DIRECTIONS FOR THIS TASK
Retype only the lines at the head of the records, first through the one with "biased toward timer", exactly as written.

Stored data:
//! Single-task event loop driving a [`BufferController`].
//!
//! [`EditorSession`] owns the controller and serializes everything that
//! touches it: commands from any number of [`SessionHandle`]s and timer
//! firings from the debounce channels. The loop is biased toward timer
//! firings, so a channel that elapsed before a later command is applied
//! before that command.
//!
//! After every step the session publishes a [`SessionStatus`] through a
//! `watch` channel for the surrounding UI.


use chrono::{DateTime, Utc};
use tokio::sync::{mpsc, oneshot, watch};
use tracing::debug;
use vellum_primitives::{Artifact, ArtifactId, SyncStatus};

use crate::controller::BufferController;
use crate::error::SessionError;

/// Commands accepted by the session loop.
#[derive(Debug)]
pub enum SessionCommand {
	Load(Artifact),
	Edit(String),
	Undo,
	Redo,
	ManualSave {
		reply: oneshot::Sender<Option<DateTime<Utc>>>,
	},
	Export {
		reply: oneshot::Sender<Option<Artifact>>,
	},
	Reset,
	Shutdown,
}

/// Observable engine state for indicators and menus.
#[derive(Debug, Clone, Default, PartialEq, Eq)]
pub struct SessionStatus {
	pub artifact: Option<ArtifactId>,
	pub sync: SyncStatus,
	pub history_index: usize,
	pub history_len: usize,
	pub can_undo: bool,
	pub can_redo: bool,
	pub last_saved_at: Option<DateTime<Utc>>,
}

impl SessionStatus {
	fn capture(controller: &BufferController) -> Self {
		Self {
			artifact: controller.artifact_id(),
			sync: controller.sync_status(),
			history_index: controller.history_index(),
			history_len: controller.history_len(),
			can_undo: controller.can_undo(),
			can_redo: controller.can_redo(),
			last_saved_at: controller.last_saved_at(),
		}
	}
}

/// Cloneable sender side of a session.
#[derive(Debug, Clone)]
pub struct SessionHandle {
	commands: mpsc::UnboundedSender<SessionCommand>,
	status: watch::Receiver<SessionStatus>,
}

impl SessionHandle {
	fn send(&self, command: SessionCommand) -> Result<(), SessionError> {
		self.commands.send(command).map_err(|_| SessionError::Closed)
	}

	pub fn load(&self, artifact: Artifact) -> Result<(), SessionError> {
		self.send(SessionCommand::Load(artifact))
	}

	pub fn edit(&self, text: impl Into<String>) -> Result<(), SessionError> {
		self.send(SessionCommand::Edit(text.into()))
	}

	pub fn undo(&self) -> Result<(), SessionError> {
		self.send(SessionCommand::Undo)
	}

	pub fn redo(&self) -> Result<(), SessionError> {
		self.send(SessionCommand::Redo)
	}

	pub fn reset(&self) -> Result<(), SessionError> {
		self.send(SessionCommand::Reset)
	}

	/// Asks the loop to exit after draining earlier commands.
	pub fn shutdown(&self) -> Result<(), SessionError> {
		self.send(SessionCommand::Shutdown)
	}

	/// Saves immediately and returns the save moment, if the store was called.
	pub async fn manual_save(&self) -> Result<Option<DateTime<Utc>>, SessionError> {
		let (reply, rx) = oneshot::channel();
		self.send(SessionCommand::ManualSave { reply })?;
		rx.await.map_err(|_| SessionError::Closed)
	}

	/// Returns the loaded artifact carrying the live buffer.
	pub async fn export(&self) -> Result<Option<Artifact>, SessionError> {
		let (reply, rx) = oneshot::channel();
		self.send(SessionCommand::Export { reply })?;
		rx.await.map_err(|_| SessionError::Closed)
	}

	/// Subscribes to status updates.
	pub fn status(&self) -> watch::Receiver<SessionStatus> {
		self.status.clone()
	}

	/// Returns the most recently published status.
	pub fn current_status(&self) -> SessionStatus {
		self.status.borrow().clone()
	}
}

/// Event loop owning a [`BufferController`].
#[derive(Debug)]
pub struct EditorSession {
	controller: BufferController,
	commands: mpsc::UnboundedReceiver<SessionCommand>,
	status: watch::Sender<SessionStatus>,
}

impl EditorSession {
	pub fn new(controller: BufferController) -> (Self, SessionHandle) {
		let (commands_tx, commands) = mpsc::unbounded_channel();
		let (status, status_rx) = watch::channel(SessionStatus::capture(&controller));
		let session = Self {
			controller,
			commands,
			status,
		};
		let handle = SessionHandle {
			commands: commands_tx,
			status: status_rx,
		};
		(session, handle)
	}

	/// Runs until [`SessionCommand::Shutdown`] or every handle is dropped.
	///
	/// Store writes already emitted have completed when this returns. Returns
	/// the controller so callers can inspect final state.
	pub async fn run(mut self) -> BufferController {
		loop {
			tokio::select! {
				biased;

				fired = self.controller.next_timer() => {
					self.controller.on_timer(fired);
				}
				command = self.commands.recv() => {
					let Some(command) = command else {
						debug!("session.handles_dropped");
						break;
					};
					if !self.handle(command) {
						break;
					}
				}
			}
			self.publish();
		}

		self.controller.flush_persistence().await;
		self.controller.metrics().log_summary();
		debug!("session.exit");
		self.controller
	}

	/// Applies one command. Returns `false` on shutdown.
	fn handle(&mut self, command: SessionCommand) -> bool {
		match command {
			SessionCommand::Load(artifact) => self.controller.load(artifact),
			SessionCommand::Edit(text) => {
				self.controller.edit(text);
			}
			SessionCommand::Undo => {
				self.controller.undo();
			}
			SessionCommand::Redo => {
				self.controller.redo();
			}
			SessionCommand::ManualSave { reply } => {
				let _ = reply.send(self.controller.manual_save());
			}
			SessionCommand::Export { reply } => {
				let _ = reply.send(self.controller.export_buffer());
			}
			SessionCommand::Reset => self.controller.reset(),
			SessionCommand::Shutdown => return false,
		}
		true
	}

	fn publish(&self) {
		let next = SessionStatus::capture(&self.controller);
		self.status.send_if_modified(|current| {
			if *current == next {
				false
			} else {
				*current = next;
				true
			}
		});
	}
}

SOLUTION TO THE EXERCISE
//! Single-task event loop driving a [`BufferController`].
//!
//! [`EditorSession`] owns the controller and serializes everything that
//! touches it: commands from any number of [`SessionHandle`]s and timer
//! firings from the debounce channels. The loop is biased toward timer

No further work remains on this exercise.